▸ What this task involves: Lift out, unaltered, the lines of the material below between the line holding "fn add(&self, outcome: &RunOutcome)" and the line holding "self.handoffs.fetch_add(outcome.handoffs, Ordering::Relaxed);", counting both.

▸ Available data:

^^^^^^^^^^^^^^^^

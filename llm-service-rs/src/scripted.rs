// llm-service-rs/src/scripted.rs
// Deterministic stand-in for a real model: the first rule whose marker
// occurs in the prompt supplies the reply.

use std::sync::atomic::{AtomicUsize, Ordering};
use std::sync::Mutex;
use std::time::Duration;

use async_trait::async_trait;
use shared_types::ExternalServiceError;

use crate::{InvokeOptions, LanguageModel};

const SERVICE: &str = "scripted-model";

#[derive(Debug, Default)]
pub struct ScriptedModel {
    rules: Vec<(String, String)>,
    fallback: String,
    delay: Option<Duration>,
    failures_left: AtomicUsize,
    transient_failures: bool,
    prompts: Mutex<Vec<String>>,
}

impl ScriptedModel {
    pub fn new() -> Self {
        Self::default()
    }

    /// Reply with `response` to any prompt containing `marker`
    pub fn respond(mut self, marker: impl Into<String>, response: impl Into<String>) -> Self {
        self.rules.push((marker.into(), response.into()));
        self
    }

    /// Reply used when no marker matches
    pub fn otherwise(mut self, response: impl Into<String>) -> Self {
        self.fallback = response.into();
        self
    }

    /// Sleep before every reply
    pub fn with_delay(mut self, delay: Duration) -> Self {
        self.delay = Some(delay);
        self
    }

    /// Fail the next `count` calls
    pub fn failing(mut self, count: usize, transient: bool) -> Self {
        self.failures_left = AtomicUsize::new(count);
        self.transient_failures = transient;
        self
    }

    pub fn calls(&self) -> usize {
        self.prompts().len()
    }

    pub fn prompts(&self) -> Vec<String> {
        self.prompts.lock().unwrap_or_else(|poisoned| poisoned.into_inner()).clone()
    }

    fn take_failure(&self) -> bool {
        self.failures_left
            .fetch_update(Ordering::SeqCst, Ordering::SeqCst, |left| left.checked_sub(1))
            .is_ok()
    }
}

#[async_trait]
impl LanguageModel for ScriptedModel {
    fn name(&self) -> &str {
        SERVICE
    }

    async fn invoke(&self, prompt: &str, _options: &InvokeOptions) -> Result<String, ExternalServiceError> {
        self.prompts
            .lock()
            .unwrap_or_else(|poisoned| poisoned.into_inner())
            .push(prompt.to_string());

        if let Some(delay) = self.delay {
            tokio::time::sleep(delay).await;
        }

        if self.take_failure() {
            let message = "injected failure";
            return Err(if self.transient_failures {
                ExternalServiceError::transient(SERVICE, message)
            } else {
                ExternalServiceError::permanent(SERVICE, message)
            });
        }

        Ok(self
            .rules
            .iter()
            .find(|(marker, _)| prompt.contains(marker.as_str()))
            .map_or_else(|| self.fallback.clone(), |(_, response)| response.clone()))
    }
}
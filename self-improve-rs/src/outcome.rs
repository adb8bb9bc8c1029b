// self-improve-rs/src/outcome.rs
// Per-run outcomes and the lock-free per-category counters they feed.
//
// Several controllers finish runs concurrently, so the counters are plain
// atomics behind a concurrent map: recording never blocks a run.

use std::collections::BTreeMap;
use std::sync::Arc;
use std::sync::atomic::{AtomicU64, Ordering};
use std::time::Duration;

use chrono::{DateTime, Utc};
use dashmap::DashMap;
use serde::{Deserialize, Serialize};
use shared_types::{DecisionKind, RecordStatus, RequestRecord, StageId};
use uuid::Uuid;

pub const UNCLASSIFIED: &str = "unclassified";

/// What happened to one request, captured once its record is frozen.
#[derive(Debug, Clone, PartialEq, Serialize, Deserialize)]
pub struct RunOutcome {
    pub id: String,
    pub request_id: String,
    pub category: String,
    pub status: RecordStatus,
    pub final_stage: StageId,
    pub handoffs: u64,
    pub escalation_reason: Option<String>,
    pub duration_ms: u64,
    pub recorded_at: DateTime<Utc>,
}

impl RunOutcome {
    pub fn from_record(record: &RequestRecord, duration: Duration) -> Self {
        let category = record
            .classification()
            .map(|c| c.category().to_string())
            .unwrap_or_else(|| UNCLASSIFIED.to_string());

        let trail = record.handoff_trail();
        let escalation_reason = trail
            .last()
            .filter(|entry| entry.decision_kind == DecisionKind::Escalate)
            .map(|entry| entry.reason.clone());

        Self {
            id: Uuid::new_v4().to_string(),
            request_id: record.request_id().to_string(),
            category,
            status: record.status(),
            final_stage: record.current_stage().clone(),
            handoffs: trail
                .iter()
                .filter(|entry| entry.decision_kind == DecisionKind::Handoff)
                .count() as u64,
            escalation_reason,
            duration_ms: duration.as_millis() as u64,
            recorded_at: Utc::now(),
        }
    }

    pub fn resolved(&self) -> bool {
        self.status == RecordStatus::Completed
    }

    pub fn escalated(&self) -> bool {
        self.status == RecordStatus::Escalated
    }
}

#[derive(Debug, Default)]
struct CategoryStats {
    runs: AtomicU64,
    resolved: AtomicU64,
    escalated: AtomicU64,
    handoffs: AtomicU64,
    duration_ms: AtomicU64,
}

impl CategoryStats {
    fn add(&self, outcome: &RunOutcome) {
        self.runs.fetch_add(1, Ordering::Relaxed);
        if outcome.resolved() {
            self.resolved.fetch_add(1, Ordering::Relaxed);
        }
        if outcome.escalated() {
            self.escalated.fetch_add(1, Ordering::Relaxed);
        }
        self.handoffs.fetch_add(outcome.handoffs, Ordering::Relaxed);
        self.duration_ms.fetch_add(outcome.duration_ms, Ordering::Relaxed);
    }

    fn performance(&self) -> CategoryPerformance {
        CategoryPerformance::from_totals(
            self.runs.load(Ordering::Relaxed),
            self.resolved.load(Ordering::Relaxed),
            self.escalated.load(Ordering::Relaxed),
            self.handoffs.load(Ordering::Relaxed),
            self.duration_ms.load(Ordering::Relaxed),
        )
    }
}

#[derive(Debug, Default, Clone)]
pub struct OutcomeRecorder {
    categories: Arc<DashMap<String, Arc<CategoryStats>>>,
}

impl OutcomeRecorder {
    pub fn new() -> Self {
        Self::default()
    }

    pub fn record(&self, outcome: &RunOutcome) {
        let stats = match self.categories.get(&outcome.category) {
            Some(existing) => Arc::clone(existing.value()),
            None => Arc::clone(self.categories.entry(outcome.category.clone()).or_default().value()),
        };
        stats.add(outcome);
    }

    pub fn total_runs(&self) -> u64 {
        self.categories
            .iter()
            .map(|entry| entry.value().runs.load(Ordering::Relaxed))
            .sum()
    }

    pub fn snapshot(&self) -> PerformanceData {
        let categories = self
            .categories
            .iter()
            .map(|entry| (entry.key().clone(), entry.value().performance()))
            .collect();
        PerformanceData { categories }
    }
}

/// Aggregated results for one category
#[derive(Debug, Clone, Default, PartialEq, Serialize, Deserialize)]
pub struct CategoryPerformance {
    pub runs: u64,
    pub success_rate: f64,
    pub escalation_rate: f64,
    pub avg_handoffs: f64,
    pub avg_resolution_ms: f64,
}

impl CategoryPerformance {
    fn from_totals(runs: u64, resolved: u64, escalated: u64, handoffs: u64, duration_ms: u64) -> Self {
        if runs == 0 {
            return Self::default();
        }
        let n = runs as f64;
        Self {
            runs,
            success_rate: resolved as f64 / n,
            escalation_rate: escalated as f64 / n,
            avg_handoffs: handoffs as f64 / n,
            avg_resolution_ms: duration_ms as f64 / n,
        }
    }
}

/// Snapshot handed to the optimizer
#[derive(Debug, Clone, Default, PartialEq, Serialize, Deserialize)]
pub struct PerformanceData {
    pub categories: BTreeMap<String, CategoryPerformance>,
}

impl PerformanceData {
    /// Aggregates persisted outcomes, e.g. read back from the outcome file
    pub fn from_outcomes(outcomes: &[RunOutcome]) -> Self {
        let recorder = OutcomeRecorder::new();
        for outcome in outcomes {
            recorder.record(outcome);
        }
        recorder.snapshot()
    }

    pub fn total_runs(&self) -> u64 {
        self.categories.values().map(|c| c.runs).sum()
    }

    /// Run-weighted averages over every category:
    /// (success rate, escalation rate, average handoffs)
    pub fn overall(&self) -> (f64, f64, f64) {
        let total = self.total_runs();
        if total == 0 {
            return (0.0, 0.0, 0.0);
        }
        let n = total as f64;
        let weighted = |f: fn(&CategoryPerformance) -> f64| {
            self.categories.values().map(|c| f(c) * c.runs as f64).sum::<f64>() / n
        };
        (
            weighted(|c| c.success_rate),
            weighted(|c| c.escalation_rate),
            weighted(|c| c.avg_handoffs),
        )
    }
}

^^^^^^^^^^^^^^^^

▸ Result for this exercise:
    fn add(&self, outcome: &RunOutcome) {
        self.runs.fetch_add(1, Ordering::Relaxed);
        if outcome.resolved() {
            self.resolved.fetch_add(1, Ordering::Relaxed);
        }
        if outcome.escalated() {
            self.escalated.fetch_add(1, Ordering::Relaxed);
        }
        self.handoffs.fetch_add(outcome.handoffs, Ordering::Relaxed);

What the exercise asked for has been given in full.